We’re all familiar with the adverts ‘If Carlsberg did…..they’d probably be the best in the world’. Well, if they did conferences, they would look something like Canvas. Bought to us by the lovely people @project383, Canvas is a conference that showcases ‘insider stories from product people’ - honest stories on what has or has not worked for some of the most innovative and game changing businesses in the world today. And with a lineup that includes representatives from @Google, @Microsoft and @All4 to name but a few, I’m not kidding when I refer to them as innovative or game changing - they seriously are.
This is the first time Bromford Lab has attended this conference so we didn’t really know what to expect but it's safe to say that myself, Simon and Katie were all seriously inspired by what we heard and it's got us thinking about how we can translate some of these insights back to the Lab and into the projects we are currently working on or hope to bring to life. Writing this blog is incredibly hard as I’d love to give you a minute by minute account of what went down (although you could get that just from looking at my Twitter feed - no joke!) and I feel that whatever I write, my summary won't even come close to doing justice to how seriously good the day was. So, I’ve collated it all together to come up with my top five insights from the day...
1 - Problems are everything as without them, you have no need for a solution
This was perfectly summed up by Sarah Milton from @All4 when she opened with the line ‘focus on delivering outcomes, not features’ All of the speakers discussed the importance of identifying the problem or challenge you are trying to address before you start your design process. As Hamish Grierson from @thriva pointed out, this helps you to remember the basics and why you entering this design process in the first place, as all too often, people can get distracted and make decisions that are counter-intuitive to what you are trying to achieve. Sometimes the problem may not be obvious - both @Monzo and @Starling were created off the back of bad personal experiences with the UK and overseas banking products and Thriva was created to promote the benefits of preventative health care. Either way, all of the speakers had a clear vision on what they were trying to achieve when they started the process of their respective products, all using a variety of methods to define the problem or challenge at hand before launching into a build.
2 - Customer trust and building a positive experience is crucial, even in innovation
As @hugocornejo from Monzo reminded us, the UK banking system was responsible for designing the pen on a string, so if they don’t trust you with a pen, what do they actually trust you with? Thinking about what the customer wants and how you are going to build their trust and foster loyalty was a central theme to all the keynotes, whether this be in the provision of products or services. Whilst this may be a shock to some, in an ever increasing digital age, customer trust and loyalty is the most important currency a customer can trade with, therefore positive experience design is crucial.

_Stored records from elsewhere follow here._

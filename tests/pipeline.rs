//! End-to-end pipeline state transitions
//!
//! Drives a refresh job through the full download/parse/validate cycle with
//! an in-memory loader and checks the per-stage cache states the summary
//! reports after each refresh.

use async_trait::async_trait;
use base64::Engine;
use std::sync::{Arc, Mutex};
use std::time::Duration;
use tlcache::digest::sha256_hex;
use tlcache::{
    CacheState, DataLoader, JobSummary, MemoryDataLoader, RefreshJob, SignerCertificate, Source,
    TlResult,
};

const URL: &str = "https://tl.example/cz.json";

fn signer_der() -> Vec<u8> {
    b"example-signer-certificate".to_vec()
}

fn signer() -> SignerCertificate {
    SignerCertificate::from_der(signer_der())
}

fn list_body(sequence_number: u64, services: serde_json::Value) -> serde_json::Value {
    serde_json::json!({
        "version": 1,
        "sequence_number": sequence_number,
        "issue_date": "2026-01-15T00:00:00Z",
        "next_update": "2026-07-15T00:00:00Z",
        "services": services,
    })
}

fn default_services() -> serde_json::Value {
    serde_json::json!([{
        "provider": "Example Qualified CA",
        "service_type": "http://uri.etsi.org/TrstSvc/Svctype/CA/QC",
        "status": "granted",
        "certificates": ["AAEC"]
    }])
}

fn sign(body: &serde_json::Value) -> serde_json::Value {
    let canonical = serde_json::to_vec(body).unwrap();
    serde_json::json!({
        "signer_certificate": base64::engine::general_purpose::STANDARD.encode(signer_der()),
        "payload_digest": sha256_hex(&canonical),
    })
}

/// Well-formed, compliant, signed by the expected signer
fn valid_doc() -> Vec<u8> {
    let body = list_body(7, default_services());
    let signature = sign(&body);
    serde_json::json!({"trust_list": body, "signature": signature})
        .to_string()
        .into_bytes()
}

/// Well-formed and compliant but carrying no signature block
fn unsigned_doc() -> Vec<u8> {
    serde_json::json!({"trust_list": list_body(7, default_services())})
        .to_string()
        .into_bytes()
}

/// Signature block whose digest does not cover the body
fn broken_sig_doc() -> Vec<u8> {
    let body = list_body(7, default_services());
    let mut signature = sign(&body);
    signature["payload_digest"] = serde_json::json!("ff".repeat(32));
    serde_json::json!({"trust_list": body, "signature": signature})
        .to_string()
        .into_bytes()
}

/// Recognizably a trust list, but fails schema compliance at parse time
fn non_compliant_doc() -> Vec<u8> {
    let mut body = list_body(7, default_services());
    body["version"] = serde_json::json!(99);
    serde_json::json!({"trust_list": body})
        .to_string()
        .into_bytes()
}

/// Valid structure with a compliance finding (no trust services)
fn empty_services_doc() -> Vec<u8> {
    let body = list_body(7, serde_json::json!([]));
    let signature = sign(&body);
    serde_json::json!({"trust_list": body, "signature": signature})
        .to_string()
        .into_bytes()
}

fn job_with(document: Option<Vec<u8>>) -> RefreshJob {
    let mut job = RefreshJob::new();
    job.set_sources(vec![Source::trusted_list(URL)
        .with_id("cz")
        .with_expected_signers(vec![signer()])]);
    job.set_data_loader(Arc::new(loader_with(document)));
    job
}

fn loader_with(document: Option<Vec<u8>>) -> MemoryDataLoader {
    let mut loader = MemoryDataLoader::new();
    if let Some(document) = document {
        loader.insert(URL, document);
    }
    loader
}

fn check(summary: &JobSummary, expected: (CacheState, CacheState, CacheState)) {
    let source = summary.source("cz").expect("source in summary");
    assert_eq!(source.states(), expected);
}

use tlcache::CacheState::{Desynchronized, Error, RefreshNeeded, Synchronized};

#[tokio::test]
async fn missing_document_errors_and_repeats() {
    let job = job_with(None);

    job.refresh().await;
    let first = job.summary().await;
    check(&first, (Error, RefreshNeeded, RefreshNeeded));

    job.refresh().await;
    let second = job.summary().await;
    check(&second, (Error, RefreshNeeded, RefreshNeeded));

    // the whole summary repeats, not just the states
    assert_eq!(
        serde_json::to_value(&first).unwrap(),
        serde_json::to_value(&second).unwrap()
    );
}

#[tokio::test]
async fn missing_then_valid_document() {
    let mut job = job_with(None);

    job.refresh().await;
    check(&job.summary().await, (Error, RefreshNeeded, RefreshNeeded));

    job.set_data_loader(Arc::new(loader_with(Some(valid_doc()))));
    job.refresh().await;
    check(
        &job.summary().await,
        (Desynchronized, Desynchronized, Desynchronized),
    );
}

#[tokio::test]
async fn valid_then_missing_document() {
    let mut job = job_with(Some(valid_doc()));

    job.refresh().await;
    check(
        &job.summary().await,
        (Desynchronized, Desynchronized, Desynchronized),
    );

    // valid parse and validation results are still present
    job.set_data_loader(Arc::new(loader_with(None)));
    job.refresh().await;
    check(
        &job.summary().await,
        (Error, Desynchronized, Desynchronized),
    );
}

#[tokio::test]
async fn non_document_bytes() {
    let job = job_with(Some(b"%PDF-1.4 not a trust list".to_vec()));

    job.refresh().await;
    check(&job.summary().await, (Error, RefreshNeeded, RefreshNeeded));
}

#[tokio::test]
async fn wrong_root_document() {
    let job = job_with(Some(br#"{"catalogue": {"entries": []}}"#.to_vec()));

    job.refresh().await;
    check(&job.summary().await, (Error, RefreshNeeded, RefreshNeeded));
}

#[tokio::test]
async fn valid_document() {
    let job = job_with(Some(valid_doc()));

    job.refresh().await;
    check(
        &job.summary().await,
        (Desynchronized, Desynchronized, Desynchronized),
    );

    job.synchronize().await;
    let result = job.published_validation("cz").await.unwrap();
    assert!(result.signature_found);
    assert!(result.signature_intact);
    assert!(result.compliant);
}

#[tokio::test]
async fn unsigned_document() {
    let job = job_with(Some(unsigned_doc()));

    job.refresh().await;
    check(
        &job.summary().await,
        (Desynchronized, Desynchronized, Desynchronized),
    );

    job.synchronize().await;
    let result = job.published_validation("cz").await.unwrap();
    assert!(!result.signature_found);
    assert!(!result.signature_intact);
}

#[tokio::test]
async fn broken_signature_document() {
    let job = job_with(Some(broken_sig_doc()));

    job.refresh().await;
    check(
        &job.summary().await,
        (Desynchronized, Desynchronized, Desynchronized),
    );

    job.synchronize().await;
    let result = job.published_validation("cz").await.unwrap();
    assert!(result.signature_found);
    assert!(!result.signature_intact);
}

#[tokio::test]
async fn non_compliant_document() {
    let job = job_with(Some(non_compliant_doc()));

    job.refresh().await;
    // parsing fails, and validation mirrors the changed download
    check(&job.summary().await, (Desynchronized, Error, Desynchronized));
}

#[tokio::test]
async fn missing_then_non_compliant_document() {
    let mut job = job_with(None);

    job.refresh().await;
    check(&job.summary().await, (Error, RefreshNeeded, RefreshNeeded));

    job.set_data_loader(Arc::new(loader_with(Some(non_compliant_doc()))));
    job.refresh().await;
    check(&job.summary().await, (Desynchronized, Error, Desynchronized));
}

#[tokio::test]
async fn repeated_non_compliant_refresh_is_stable() {
    let job = job_with(Some(non_compliant_doc()));

    job.refresh().await;
    job.refresh().await;
    check(&job.summary().await, (Desynchronized, Error, Desynchronized));
}

#[tokio::test]
async fn parsing_error_clears_when_content_reverts() {
    let mut job = job_with(Some(valid_doc()));

    job.refresh().await;
    check(
        &job.summary().await,
        (Desynchronized, Desynchronized, Desynchronized),
    );

    job.set_data_loader(Arc::new(loader_with(Some(non_compliant_doc()))));
    job.refresh().await;
    check(&job.summary().await, (Desynchronized, Error, Desynchronized));

    // the source reverts to the previously-good document; the parse error
    // clears instead of sticking to a value that matches the download again
    job.set_data_loader(Arc::new(loader_with(Some(valid_doc()))));
    job.refresh().await;

    let summary = job.summary().await;
    check(
        &summary,
        (Desynchronized, Desynchronized, Desynchronized),
    );
    assert!(summary.source("cz").unwrap().parsing.error.is_none());
}

#[tokio::test]
async fn byte_identical_content_never_flips_synchronized() {
    let job = job_with(Some(valid_doc()));

    job.refresh().await;
    job.synchronize().await;
    check(
        &job.summary().await,
        (Synchronized, Synchronized, Synchronized),
    );

    job.refresh().await;
    check(
        &job.summary().await,
        (Synchronized, Synchronized, Synchronized),
    );
}

#[tokio::test]
async fn outage_preserves_synchronized_downstream() {
    let mut job = job_with(Some(valid_doc()));

    job.refresh().await;
    job.synchronize().await;

    job.set_data_loader(Arc::new(loader_with(None)));
    job.refresh().await;
    check(&job.summary().await, (Error, Synchronized, Synchronized));

    let source_summary = job.summary().await;
    let error = source_summary
        .source("cz")
        .unwrap()
        .download
        .error
        .clone()
        .unwrap();
    assert!(error.contains("Fetch failed"));
}

#[tokio::test]
async fn compliance_finding_is_a_result_not_an_error() {
    let job = job_with(Some(empty_services_doc()));

    job.refresh().await;
    check(
        &job.summary().await,
        (Desynchronized, Desynchronized, Desynchronized),
    );

    job.synchronize().await;
    let result = job.published_validation("cz").await.unwrap();
    assert!(result.signature_intact);
    assert!(!result.compliant);
    assert!(result
        .diagnostics
        .iter()
        .any(|d| d.contains("no trust services")));
}

#[tokio::test]
async fn reissued_list_with_same_validation_outcome() {
    let mut job = job_with(Some(valid_doc()));

    job.refresh().await;
    job.synchronize().await;

    let body = list_body(8, default_services());
    let signature = sign(&body);
    let reissued = serde_json::json!({"trust_list": body, "signature": signature})
        .to_string()
        .into_bytes();
    job.set_data_loader(Arc::new(loader_with(Some(reissued))));

    job.refresh().await;
    // new bytes and a new parse, but the validation outcome is identical
    check(
        &job.summary().await,
        (Desynchronized, Desynchronized, Synchronized),
    );

    job.synchronize().await;
    assert_eq!(job.published_list("cz").await.unwrap().sequence_number, 8);
}

#[tokio::test]
async fn baseline_invisible_until_synchronized() {
    let job = job_with(Some(valid_doc()));

    job.refresh().await;
    assert!(job.published_list("cz").await.is_none());

    job.synchronize().await;
    assert_eq!(job.published_list("cz").await.unwrap().sequence_number, 7);
}

#[tokio::test]
async fn eviction_is_explicit() {
    let mut job = job_with(Some(valid_doc()));
    job.refresh().await;
    job.synchronize().await;

    // dropping the source from the registered set leaves its entries alone
    job.set_sources(vec![]);
    assert!(job.published_list("cz").await.is_some());

    assert!(job.evict_source("cz").await);
    assert!(job.published_list("cz").await.is_none());
}

#[tokio::test]
async fn invalidation_forces_recompute_to_same_baseline() {
    let job = job_with(Some(valid_doc()));

    job.refresh().await;
    job.synchronize().await;

    job.invalidate_source("cz").await.unwrap();
    check(
        &job.summary().await,
        (RefreshNeeded, RefreshNeeded, RefreshNeeded),
    );

    // recomputing identical content lands back on the published baseline
    job.refresh().await;
    check(
        &job.summary().await,
        (Synchronized, Synchronized, Synchronized),
    );
}

#[tokio::test]
async fn fetch_deadline_is_a_normal_error() {
    struct StalledLoader;

    #[async_trait]
    impl DataLoader for StalledLoader {
        async fn fetch(&self, _url: &str) -> TlResult<Vec<u8>> {
            tokio::time::sleep(Duration::from_secs(3600)).await;
            Ok(vec![])
        }
    }

    tokio::time::pause();

    let mut job = job_with(None);
    job.set_data_loader(Arc::new(StalledLoader));
    job.set_fetch_timeout(Duration::from_millis(100));

    job.refresh().await;
    let summary = job.summary().await;
    check(&summary, (Error, RefreshNeeded, RefreshNeeded));
    assert!(summary
        .source("cz")
        .unwrap()
        .download
        .error
        .as_deref()
        .unwrap()
        .contains("timed out"));
}

#[tokio::test]
async fn lotl_sources_refresh_before_tl_sources() {
    struct RecordingLoader {
        inner: MemoryDataLoader,
        order: Arc<Mutex<Vec<String>>>,
    }

    #[async_trait]
    impl DataLoader for RecordingLoader {
        async fn fetch(&self, url: &str) -> TlResult<Vec<u8>> {
            self.order.lock().unwrap().push(url.to_string());
            self.inner.fetch(url).await
        }
    }

    let lotl_url = "https://lotl.example/eu.json";
    let mut lotl_body = list_body(1, default_services());
    lotl_body["pointers"] = serde_json::json!([{"url": URL, "territory": "CZ"}]);
    let lotl_doc = serde_json::json!({"trust_list": lotl_body})
        .to_string()
        .into_bytes();

    let order = Arc::new(Mutex::new(Vec::new()));
    let loader = RecordingLoader {
        inner: MemoryDataLoader::new()
            .with_document(URL, valid_doc())
            .with_document(lotl_url, lotl_doc),
        order: order.clone(),
    };

    let mut job = RefreshJob::new();
    job.set_sources(vec![
        Source::trusted_list(URL).with_id("cz"),
        Source::list_of_lists(lotl_url, vec![]).with_id("eu-lotl"),
    ]);
    job.set_data_loader(Arc::new(loader));

    job.refresh().await;

    let fetched = order.lock().unwrap().clone();
    assert_eq!(fetched, vec![lotl_url.to_string(), URL.to_string()]);

    let summary = job.summary().await;
    let lotl = summary.source("eu-lotl").unwrap();
    assert_eq!(
        lotl.states(),
        (Desynchronized, Desynchronized, Desynchronized)
    );
    assert_eq!(
        job.summary().await.source("cz").unwrap().states(),
        (Desynchronized, Desynchronized, Desynchronized)
    );
}

#[tokio::test]
async fn independent_sources_fail_independently() {
    let sk_url = "https://tl.example/sk.json";
    let mut job = RefreshJob::new();
    job.set_sources(vec![
        Source::trusted_list(URL)
            .with_id("cz")
            .with_expected_signers(vec![signer()]),
        Source::trusted_list(sk_url).with_id("sk"),
    ]);
    job.set_data_loader(Arc::new(loader_with(Some(valid_doc()))));

    job.refresh().await;

    let summary = job.summary().await;
    assert_eq!(
        summary.source("cz").unwrap().states(),
        (Desynchronized, Desynchronized, Desynchronized)
    );
    assert_eq!(
        summary.source("sk").unwrap().states(),
        (Error, RefreshNeeded, RefreshNeeded)
    );
}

3 - Take inspiration from everywhere, not just the industry you are in
Improv is not something you would normally associate with innovation but it turns out the popular ‘yes….and’ form of comedy is a source of inspiration for many within the product/service design industry. This particular train of thought helps people to understand all the potential outcomes to a scenario, so the design can then be centred around those that are most important to your end customer and was used by Google in its design of the personality for Google Home. Monzo and @Duolingo also talked about taking inspiration from the gaming industry when designing the visuals for their products, particularly in the case of Duolingo, who found that introducing badges, streaks and achievements helped motivate users even more to create the daily habit building that is so important when learning something new.
4 - Testing and acting on feedback pays dividends
What has worked for these guys is really listening to their customers and making decisions based on facts rather than assumptions. As Haiyan Zhang from Microsoft reminded us, it is important to use the data but you should always reference it back to see how it relates to human problems. This sentiment was echoed by Bo Ren of @Tumblr who discussed the importance of testing your assumptions through user testing, more specifically around not being afraid to rollback something if it doesn’t work.
5 - Happy people + Balanced Skill Set = One Heck of a creative team
It’s true - Jeffery Veen used the final session of the day to talk about how teams succeed and it turns out that as long as you keep them happy, with a sense of confidence that the team will not embarrass, reject or punish someone for speaking up, they are more likely to have that winning edge.
This was a common theme throughout, with Sarah Guha of Starling Bank also talking about moving away from traditional business cultures to remain at the forefront of innovation within the banking industry. Not only were the businesses advocating a more supportive and flexible environment, but they also acknowledged that you don’t have to come from a product/service design background to possess key creative and design thinking skills that can add value to your team. I mean, Zan Gilani of Duolingo studied humanities at University and entered into Duolingo as something entirely different before realising he wanted to work in product management, and he is part of the most successful education app in the world! The important take away on this one was about getting to know yourself as a creative and using your skill set to collaborate with others in your team to solve particular problems or issues, as this often leads to the best solutions.
As the opening session stated, Canvas wasn’t about proclaiming to have a silver bullet but more around sharing experiences. Certainly from a Lab point of view, it was refreshing to hear that even trailblazers like these guys have had projects that haven’t quite worked out or hurdles they have had to overcome to get ideas out there. What was even more inspiring was how they dealt with all this and used these experiences as learning to shape future decisions or ideas. Give me this over a silver bullet any day.